Директор спокойно заметил: «Не имеет никакого права!» Только что Брискорн выговорил эти слова, граф с яростью стал повторять: «Не имеет никакого права!» — дополняя эту фразу крупными словами и глядя на директора так гневно, как будто он-то и был всему виною. Брискорн опять с прежним спокойствием заметил: «Решительно никакого права!»
— Решительно никакого права! — загремел опять управляющий военным министерством, повторив это раз десять. Затем он начал было успокаиваться и заметно упавшим голосом сказал: — И надпись есть на дверях: «Присутствие строительной комиссии С.-Петербургско-Московской железной дороги».
— Так и надпись есть? — спросил хитрый директор, сделав вид удивления. — После этого какое же он имеет право?
Это заключение произвело действие огня, в который впрыснута вода. Клейнмихель опять стал кричать:
— И надпись есть: присутствие etc. Какое же право? Каналья!
Сцена была преуморительная. С одной стороны — очевидные сарказмы, не замечаемые только тем, кого они поражали; с другой — яростное повторение сарказмов на самого себя. Клейнмихель послал за Дубельтом, начальником штаба корпуса жандармов, и просил его растолковать Бенкендорфу, что комиссия должна собираться в зале, высочайше для того назначенной, но Дубельт отозвался, что это не его дело и он не смеет в него вмешиваться. Наконец Клейнмихель обратился ко мне с просьбою уговорить графа Бенкендорфа.
Я отправился к нему, доложил содержание дел, назначенных к докладу, и, собирая бумаги, прибавил:
— Ваше сиятельство желали бы, чтобы комиссия собралась у вас. Для меня это удар! Только что вступив в должность, я не успел еще ознакомиться с предшествовавшими делами; если у меня спросят какую-нибудь справку, я рискую не знать, что отвечать; между тем, имея возле мою канцелярию, я мог бы справиться в архиве.

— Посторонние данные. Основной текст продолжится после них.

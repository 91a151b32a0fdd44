//! Refract CLI - wires settings, oracles, search and ledger together

#![warn(missing_docs)]
#![warn(unreachable_pub)]

pub mod settings;

use anyhow::Context;
use clap::{value_parser, Arg, ArgAction, ArgMatches, Command};
use refract_candidate::{PromptPair, RunId};
use refract_ledger::{finalize_run, AssetLayout, CsvScoreLog, RunSummaryDocument};
use refract_oracle::{CommandScorer, HttpSynthesisBackend, OllamaRefiner, OutputWatcher, PromptTemplate};
use refract_search::{Oracles, SearchCoordinator, SearchError};
use std::path::PathBuf;
use std::sync::Arc;
use tokio_util::sync::CancellationToken;
use tracing_subscriber::EnvFilter;

pub use settings::{Settings, SettingsError, DEFAULT_NEGATIVE};

/// Filter used when `RUST_LOG` is unset
pub const DEFAULT_LOG_FILTER: &str = "warn,refract=info";

/// Build the `refract` command line
#[must_use]
pub fn build_command() -> Command {
    Command::new("refract")
        .version(env!("CARGO_PKG_VERSION"))
        .about("Multi-branch hill-climbing search over image generation prompts")
        .arg(
            Arg::new("prompt")
                .long("prompt")
                .required(true)
                .help("Seed positive prompt"),
        )
        .arg(
            Arg::new("negative")
                .long("negative")
                .default_value(DEFAULT_NEGATIVE)
                .help("Seed negative prompt"),
        )
        .arg(
            Arg::new("config")
                .long("config")
                .value_parser(value_parser!(PathBuf))
                .help("TOML settings file"),
        )
        .arg(Arg::new("project").long("project").help("Project name"))
        .arg(Arg::new("part").long("part").help("Part name"))
        .arg(
            Arg::new("output-root")
                .long("output-root")
                .value_parser(value_parser!(PathBuf))
                .help("Assets root directory"),
        )
        .arg(
            Arg::new("branches")
                .long("branches")
                .value_parser(value_parser!(u32))
                .help("Independent branches to run"),
        )
        .arg(
            Arg::new("attempts")
                .long("attempts")
                .value_parser(value_parser!(u32))
                .help("Attempts per branch"),
        )
        .arg(
            Arg::new("variants")
                .long("variants")
                .value_parser(value_parser!(u32))
                .help("Renders per attempt"),
        )
        .arg(
            Arg::new("max-stale")
                .long("max-stale")
                .value_parser(value_parser!(u32))
                .help("Non-improving attempts before a branch stops"),
        )
        .arg(
            Arg::new("target-score")
                .long("target-score")
                .value_parser(value_parser!(f64))
                .help("Stop a branch once its best total reaches this"),
        )
        .arg(
            Arg::new("retry")
                .long("retry")
                .value_parser(value_parser!(u32))
                .help("Dispatch attempts per job"),
        )
        .arg(
            Arg::new("delay")
                .long("delay")
                .value_parser(settings::parse_seconds)
                .help("Seconds between attempts"),
        )
        .arg(
            Arg::new("final-variants")
                .long("final-variants")
                .value_parser(value_parser!(u32))
                .help("Confidence renders of the winner"),
        )
        .arg(
            Arg::new("seed")
                .long("seed")
                .value_parser(value_parser!(u64))
                .help("Random seed for reproducible synthesis seeds"),
        )
        .arg(
            Arg::new("concurrent")
                .long("concurrent")
                .action(ArgAction::SetTrue)
                .help("Run branches concurrently"),
        )
        .arg(
            Arg::new("no-reanchor")
                .long("no-reanchor")
                .action(ArgAction::SetTrue)
                .help("Keep refining from the last attempt after a regression"),
        )
        .arg(
            Arg::new("multimodal")
                .long("multimodal")
                .action(ArgAction::SetTrue)
                .help("Send the previous image along with refinement requests"),
        )
        .arg(Arg::new("synthesis-url").long("synthesis-url").help("Renderer endpoint"))
        .arg(
            Arg::new("render-dir")
                .long("render-dir")
                .value_parser(value_parser!(PathBuf))
                .help("Directory the renderer writes images into"),
        )
        .arg(
            Arg::new("scorer")
                .long("scorer")
                .value_parser(value_parser!(PathBuf))
                .help("Scoring program"),
        )
        .arg(Arg::new("refinement-url").long("refinement-url").help("Refinement server root"))
        .arg(Arg::new("model").long("model").help("Refinement model"))
        .arg(
            Arg::new("log-format")
                .long("log-format")
                .value_parser(["text", "json"])
                .default_value("text")
                .help("Log output format"),
        )
}

/// Install the global tracing subscriber
pub fn init_tracing(json: bool) {
    let filter = EnvFilter::try_from_default_env().unwrap_or_else(|_| EnvFilter::new(DEFAULT_LOG_FILTER));
    let builder = tracing_subscriber::fmt().with_env_filter(filter).with_target(true);
    if json {
        builder.json().init();
    } else {
        builder.init();
    }
}

/// Resolve settings from file, environment and flags
///
/// # Errors
/// Returns an error if the settings file cannot be loaded.
pub fn resolve_settings(
    matches: &ArgMatches,
    env: impl Fn(&str) -> Option<String>,
) -> Result<Settings, SettingsError> {
    let mut settings = match matches.get_one::<PathBuf>("config") {
        Some(path) => Settings::load(path)?,
        None => Settings::default(),
    };
    settings.fill_from_env(env);
    settings.apply_matches(matches);
    Ok(settings)
}

/// Process exit status for a failed run
#[must_use]
pub fn exit_code(err: &anyhow::Error) -> i32 {
    err.downcast_ref::<SearchError>().map_or(1, SearchError::exit_code)
}

/// Run a full search from parsed arguments
///
/// # Errors
/// Setup failures and [`SearchError`] (recoverable via downcast).
pub async fn run(matches: &ArgMatches) -> anyhow::Result<RunSummaryDocument> {
    let settings = resolve_settings(matches, |key| std::env::var(key).ok())?;
    let run_id = RunId::new();
    let config = settings.search_config(run_id);
    let seed = PromptPair::new(
        matches.get_one::<String>("prompt").cloned().unwrap_or_default(),
        matches
            .get_one::<String>("negative")
            .cloned()
            .unwrap_or_else(|| DEFAULT_NEGATIVE.to_string()),
    );
    let output = &settings.output;
    let layout = AssetLayout::new(&output.root, &output.project, &output.part);

    tracing::info!(
        %run_id,
        job_prefix = %config.job_prefix,
        project = %output.project,
        part = %output.part,
        branches = config.max_branches,
        attempts = config.max_attempts_per_branch,
        synthesis = settings.synthesis_endpoint(),
        refinement = settings.refinement_url(),
        model = settings.refinement_model(),
        "starting prompt search"
    );

    let watcher =
        OutputWatcher::new(&settings.synthesis.output_dir).with_poll_interval(settings.synthesis.poll_interval());
    let synthesis = HttpSynthesisBackend::new(settings.synthesis_endpoint(), watcher)
        .context("invalid synthesis endpoint")?
        .with_settings(settings.synthesis.graph.clone());
    let scorer = CommandScorer::new(&settings.scoring.program).with_args(settings.scoring.args.clone());
    let mut refiner = OllamaRefiner::new(settings.refinement_url(), settings.refinement_model())
        .context("invalid refinement endpoint")?;
    if let Some(template) = &settings.refinement.template {
        refiner = refiner.with_template(PromptTemplate::new(template.clone()));
    }
    let oracles = Oracles::new(Arc::new(synthesis), Arc::new(scorer), Arc::new(refiner));

    let sink = CsvScoreLog::open(layout.score_log()).context("cannot open score log")?;

    let cancel = CancellationToken::new();
    let on_signal = cancel.clone();
    tokio::spawn(async move {
        if tokio::signal::ctrl_c().await.is_ok() {
            tracing::warn!("interrupt received, cancelling search");
            on_signal.cancel();
        }
    });

    let coordinator = SearchCoordinator::new(config.clone(), oracles, Arc::new(sink), cancel)?.with_run_id(run_id);
    let summary = coordinator.run(seed).await?;

    let document = finalize_run(&layout, &summary, &output.project, &output.part, &config)
        .context("cannot write run summary")?;
    tracing::info!(
        run_id = %document.run_id,
        branch = document.winning_branch,
        score = document.best_score,
        "search complete"
    );
    Ok(document)
}

#[cfg(test)]
mod tests {
    use super::*;

    #[test]
    fn command_is_well_formed() {
        build_command().debug_assert();
    }

    #[test]
    fn bad_delay_is_rejected_by_parser() {
        for delay in ["-1", "NaN", "inf"] {
            let result = build_command().try_get_matches_from(["refract", "--prompt", "p", "--delay", delay]);
            assert!(result.is_err(), "{delay} accepted");
        }
    }

    #[test]
    fn search_errors_keep_their_exit_code() {
        let err = anyhow::Error::new(SearchError::NoWinner { branches: 2 });
        assert_eq!(exit_code(&err), 2);
        assert_eq!(exit_code(&anyhow::anyhow!("bad endpoint")), 1);
    }
}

— Ну! Я приеду к вам, но это только для вас!
Так я оказал услугу Клейнмихелю, сознаюсь себе, не совсем рыцарскую: первый факт, внушивший мне отвращение к моему новому званию после примирения с Чевкиным. Потом было бурное заседание Главного комитета: решался вопрос, вести ли дорогу прямо или с коленом на Новгород. Левашов, Киселев и, сколько помню, граф Толь, которого я только раз видел в комитете, находили, что железная дорога должна связывать города, не гоняясь за прямизною линии; Чевкин, Клейнмихель и другие настаивали на краткости пути. Канкрин и Меншиков молчали. Когда цесаревич спросил Меншикова, какого он мнения, князь отвечал:
— Так как 34 миллиона достаточны будут только верст на 150, то я полагаю лучше вести дорогу на Новгород и тем кончить, чем остановиться на конце, упирающемся в непроходимое болото.
Все расхохотались, но цесаревич принял этот отзыв неблагосклонно и сказал с досадой:
— Я знаю, что вы противник железной дороги.
Решено: миновать Новгород. С этих пор Меншиков не ездил более в комитет.